Horizontal integration refers to the strategy by which businesses grow by expanding outward. Many different tactics can be employed when choosing a growth strategy and as in all business ventures the same decision making process will be employed such as risk vs. reward and return on investment. Some alternatives may require significantly higher investment thus greater risk but may result in greater reward. And as in any other strategy formulation – all possible alternatives should be considered, evaluated and the best option chosen. Following are possible horizontal business growth strategies:
- Start Up – This strategy involves starting up another business identical or similar to the company’s existing one. Standardized processes can be employed and similar markets can be served. For example if a shop is primarily a tire shop but provides mechanical repairs another shop can be opened using the same format. Employing the same business model in multiple locations can be trickier than it sounds. For example, a shop that’s located in a suburb of a major city will likely service a lot of commuters that live nearby. Employing the same processes and model in a different type of area will likely not be as effective. So all aspects of the business model should be taken into account.

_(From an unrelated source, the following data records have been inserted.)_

//! Time Index - B-tree over record instants for time range queries
//!
//! Keys are `(timestamp_ms, slot)` pairs so records sharing an instant stay
//! distinct and come back in ingest order.
//!
//! # Performance
//! - Insert/remove: O(log n)
//! - Range query: O(log n + k) where k = results

use crate::index::RecordSlot;
use std::collections::BTreeSet;

/// Ordered index of record instants
#[derive(Debug, Default, Clone)]
pub struct TimeIndex {
    entries: BTreeSet<(i64, RecordSlot)>,
}

impl TimeIndex {
    /// Create an empty time index
    pub fn new() -> Self {
        Self::default()
    }

    /// Insert a single entry
    pub fn insert(&mut self, timestamp: i64, slot: RecordSlot) {
        self.entries.insert((timestamp, slot));
    }

    /// Remove a single entry, returning whether it was present
    pub fn remove(&mut self, timestamp: i64, slot: RecordSlot) -> bool {
        self.entries.remove(&(timestamp, slot))
    }

    /// Iterate all slots in a time range [start, end)
    ///
    /// Slots come back sorted by timestamp, then by slot.
    pub fn find_range(&self, start: i64, end: i64) -> impl Iterator<Item = RecordSlot> + '_ {
        // An empty or inverted range would make BTreeSet::range panic
        let end = end.max(start);
        self.entries
            .range((start, RecordSlot(0))..(end, RecordSlot(0)))
            .map(|&(_, slot)| slot)
    }

    /// Iterate every slot in chronological order
    pub fn iter(&self) -> impl Iterator<Item = RecordSlot> + '_ {
        self.entries.iter().map(|&(_, slot)| slot)
    }

    /// Get count of entries
    pub fn count(&self) -> usize {
        self.entries.len()
    }

    /// Get min and max timestamps
    pub fn time_bounds(&self) -> Option<(i64, i64)> {
        let first = self.entries.first()?;
        let last = self.entries.last()?;
        Some((first.0, last.0))
    }

    /// Drop every entry
    pub fn clear(&mut self) {
        self.entries.clear();
    }
}

#[cfg(test)]
mod tests {
    use super::*;

    #[test]
    fn test_time_index_creation() {
        let index = TimeIndex::new();
        assert_eq!(index.count(), 0);
        assert!(index.time_bounds().is_none());
    }

    #[test]
    fn test_insert_and_query() {
        let mut index = TimeIndex::new();

        index.insert(1000, RecordSlot(1));
        index.insert(2000, RecordSlot(2));
        index.insert(3000, RecordSlot(3));

        let results: Vec<_> = index.find_range(1500, 2500).collect();
        assert_eq!(results, vec![RecordSlot(2)]);

        let results: Vec<_> = index.find_range(0, 10_000).collect();
        assert_eq!(results.len(), 3);
    }

    #[test]
    fn test_range_is_half_open() {
        let mut index = TimeIndex::new();

        index.insert(1000, RecordSlot(1));
        index.insert(2000, RecordSlot(2));

        let results: Vec<_> = index.find_range(1000, 2000).collect();
        assert_eq!(results, vec![RecordSlot(1)]);

        assert_eq!(index.find_range(2000, 2000).count(), 0);
        assert_eq!(index.find_range(3000, 1000).count(), 0);
    }

    #[test]
    fn test_same_instant_keeps_ingest_order() {
        let mut index = TimeIndex::new();

        index.insert(1000, RecordSlot(7));
        index.insert(1000, RecordSlot(3));
        index.insert(500, RecordSlot(9));

        let results: Vec<_> = index.iter().collect();
        assert_eq!(results, vec![RecordSlot(9), RecordSlot(3), RecordSlot(7)]);
    }

    #[test]
    fn test_remove() {
        let mut index = TimeIndex::new();

        index.insert(1000, RecordSlot(1));
        index.insert(2000, RecordSlot(2));

        assert!(index.remove(1000, RecordSlot(1)));
        assert!(!index.remove(1000, RecordSlot(1)));
        assert_eq!(index.count(), 1);
    }

    #[test]
    fn test_time_bounds() {
        let mut index = TimeIndex::new();

        index.insert(5000, RecordSlot(1));
        index.insert(1000, RecordSlot(2));
        index.insert(3000, RecordSlot(3));

        assert_eq!(index.time_bounds(), Some((1000, 5000)));
    }

    #[test]
    fn test_large_insert_performance() {
        let mut index = TimeIndex::new();

        let start = std::time::Instant::now();
        for i in 0..100_000u64 {
            index.insert(i as i64 * 300_000, RecordSlot(i));
        }
        let elapsed = start.elapsed();
        println!("Inserted 100K entries in {:?}", elapsed);

        let query_start = std::time::Instant::now();
        let results = index.find_range(25_000 * 300_000, 75_000 * 300_000).count();
        let query_elapsed = query_start.elapsed();

        println!("Range query returned {} results in {:?}", results, query_elapsed);
        assert_eq!(results, 50_000);
    }
}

- Acquisition – Purchasing existing businesses can be an effective method of employing a horizontal growth strategy. Care must be taken that the environment and market served are similar to those at the original business. If not the same processes and business model may not be effective.
- Product Expansion – Growing horizontally can refer to offering similar products at different prices and lower or higher quality. For example a shop that specializes in BMW repair may opt to begin providing service for the Mini or vice versa.